# Tournesol 700 Mhz et Wifi



## knpc (28 Novembre 2012)

Salut a Tous,

Merci de m'acceuillir parmis vous. J'ai recu recemment un IMAC Tournesol 700 Mhz / 128 Mo / 40HD et j'aurais voulu implanté une carte Airport mais je ne sais pas quel modèle fonctionne sur ce IMAC.

Pourriez vous m'aider et peut etre aussi savoir si je peux augmenter la mémoire RAM.

Merci a Tous

Knpc


----------



## r e m y (28 Novembre 2012)

C'est un très vieux modèle (le tout premier modèle de carte Airport qu'Apple ait commercialisé)







Ca risque d'être difficile à trouver...


----------



## Larme (28 Novembre 2012)

Si j'en crois MacTracker, il s'agit du premier modèle Tournesol (PowerMac 4,2, 2002).
D'après eux, la RAM peut aller jusqu'à 1 Go.


> 1 - PC-133 144-pin SO-DIMM (user accessible), 1 - PC-133 168-pin SDRAM (factory installed)


Je suppose donc que l'une est soudée...
Resterait à trouver de la _PC-133 144-pin SO-DIMM_. _Apparemment_, tu peux trouver des barrettes 512Mo pour 25&#8364; un peu près sur le web.
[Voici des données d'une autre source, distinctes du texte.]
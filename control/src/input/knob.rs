//! Knob abstraction filtering jitter of its reading.

use crate::config::{DEAD_BAND, KNOB_MAX};
use crate::mapping::{beat_length_from_knob, BeatLength};

/// Abstraction of the delay knob.
///
/// Raw readings of the ADC keep wobbling by a couple of units. Only moves
/// wider than the dead band are accepted, so the digipot is not rewritten
/// on every cycle.
#[derive(Debug, Default)]
#[cfg_attr(feature = "defmt", derive(defmt::Format))]
pub struct KnobReader {
    pub last_accepted: u16,
    pub changed: bool,
}

impl KnobReader {
    /// Seed the reader with the position found on startup.
    pub fn warm_up(&mut self, raw: u16) {
        self.last_accepted = raw.min(KNOB_MAX);
        self.changed = false;
    }

    pub fn update(&mut self, raw: u16) {
        let raw = raw.min(KNOB_MAX);
        self.changed = raw.abs_diff(self.last_accepted) > DEAD_BAND;
        if self.changed {
            self.last_accepted = raw;
        }
    }

    #[must_use]
    pub fn value(&self) -> u16 {
        self.last_accepted
    }

    #[must_use]
    pub fn beat_length(&self) -> BeatLength {
        beat_length_from_knob(self.last_accepted)
    }
}

#[cfg(test)]
mod tests {
    use super::*;

    use proptest::prelude::*;

    #[test]
    fn when_moved_past_dead_band_it_reports_change() {
        let mut knob = KnobReader::default();
        knob.warm_up(512);
        knob.update(515);
        assert!(knob.changed);
        assert_eq!(knob.value(), 515);
        assert_eq!(knob.beat_length().as_millis(), 513);
    }

    #[test]
    fn when_change_is_reported_it_lasts_a_single_cycle() {
        let mut knob = KnobReader::default();
        knob.warm_up(512);
        knob.update(600);
        assert!(knob.changed);
        knob.update(600);
        assert!(!knob.changed);
    }

    #[test]
    fn when_jitters_within_dead_band_it_stays_put() {
        let mut knob = KnobReader::default();
        knob.warm_up(512);
        for raw in [510, 514, 512, 511, 513, 510] {
            knob.update(raw);
            assert!(!knob.changed);
            assert_eq!(knob.value(), 512);
        }
    }

    #[test]
    fn when_warmed_up_it_does_not_report_change() {
        let mut knob = KnobReader::default();
        knob.warm_up(800);
        assert!(!knob.changed);
        assert_eq!(knob.value(), 800);
    }

    #[test]
    fn when_reading_is_out_of_range_it_is_clamped() {
        let mut knob = KnobReader::default();
        knob.warm_up(1000);
        knob.update(u16::MAX);
        assert!(knob.changed);
        assert_eq!(knob.value(), KNOB_MAX);
    }

    proptest! {
        #[test]
        fn pair_within_dead_band_changes_at_most_once(
            start in 0u16..=1023,
            first in 0u16..=1023,
            delta in 0u16..=DEAD_BAND,
            up in any::<bool>(),
        ) {
            let second = if up {
                first.saturating_add(delta).min(KNOB_MAX)
            } else {
                first.saturating_sub(delta)
            };
            let mut knob = KnobReader::default();
            knob.warm_up(start);
            knob.update(first);
            let first_changed = knob.changed;
            knob.update(second);
            let second_changed = knob.changed;
            prop_assert!(!(first_changed && second_changed));
        }
    }
}
#![no_std]
#![no_main]

use ozvena_firmware as _; // Panic handler

#[defmt_test::tests]
mod tests {
    use ozvena_control::config::KNOB_MAX;
    use ozvena_firmware::system::inputs::Inputs;
    use ozvena_firmware::system::System;
    use ozvena_firmware::testlib::sample_until_tap_is_clicked;

    #[init]
    fn init() -> Inputs {
        let cp = cortex_m::Peripherals::take().unwrap();
        let dp = daisy::pac::Peripherals::take().unwrap();
        System::init(cp, dp).inputs
    }

    #[test]
    fn knob_moves_in_expected_range(inputs: &mut Inputs) {
        defmt::info!("Turn the knob to its minimum, then press the footswitch");
        sample_until_tap_is_clicked(inputs);
        defmt::assert!(
            inputs.knob.value <= 1,
            "Assert failed, actual value: {:?}",
            inputs.knob.value
        );
        defmt::info!("OK");

        cortex_m::asm::delay(480_000_000 / 2); // Protection against accidental double-clicks

        defmt::info!("Turn the knob to its maximum, then press the footswitch");
        sample_until_tap_is_clicked(inputs);
        defmt::assert!(
            inputs.knob.value >= KNOB_MAX - 1,
            "Assert failed, actual value: {:?}",
            inputs.knob.value
        );
        defmt::info!("OK");
    }
}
Une _AirPort Card_ d'occasion compatible avec ta machine sur PriceMinister est à une 20&#8364;...


----------



## r e m y (28 Novembre 2012)

La barrette RAM Factory installed n'est pas soudée, mais nécessite d'ouvrir la base de l'iMac pour y accéder (il existe des tutoriaux pour le démontage et le remontage)

L'autre barrette est directement accessible sous la base (au même endroit que la carte Airport)


----------



## Larme (28 Novembre 2012)

r e m y a dit:


> La barrette RAM Factory installed n'est pas soudée, mais nécessite d'ouvrir la base de l'iMac pour y accéder (il existe des tutoriaux pour le démontage et le remontage)
> 
> L'autre barrette est directement accessible sous la base (au même endroit que la carte Airport)


Merci pour la précision 
Du coup, je comprends mieux le fait de monter à 1Go.


----------



## Invité (28 Novembre 2012)

J'ai le même. 
Les deux barrettes ne sont pas identiques. Il y a une so-dim et une PC133 normale (qui nécessite le démontage de la base et la repose de pâte thermique) , 512 pour chaque barrette.
Perso, je n'arrive pas à accrocher le réseau en WPA en 10.3, seulement en 10.4 avec la carte Airport1. 
Je suis passé aux CPL qui améliorent nettement le débit et ne posent pas de soucis puisqu'ils sont considérés comme de l'Ethernet normal.
Pour l'Airport1 ça fonctionne impec en WEP même en 10.3.


----------



## melaure (3 Décembre 2012)

PC100 en fait (fréquence du bus mémoire) mais la 133 marche aussi.

Sinon il existe aussi des clés Wifi USB en B/G ...


----------



## r e m y (3 Décembre 2012)

melaure a dit:


> PC100 en fait (fréquence du bus mémoire) mais la 133 marche aussi.
> 
> Sinon il existe aussi des clés Wifi USB en B/G ...


 
Sauf que cet iMac n'a que de l'usb1.... ca risque d'être juste en débit pour du 802.11g


----------



## matacao (8 Décembre 2012)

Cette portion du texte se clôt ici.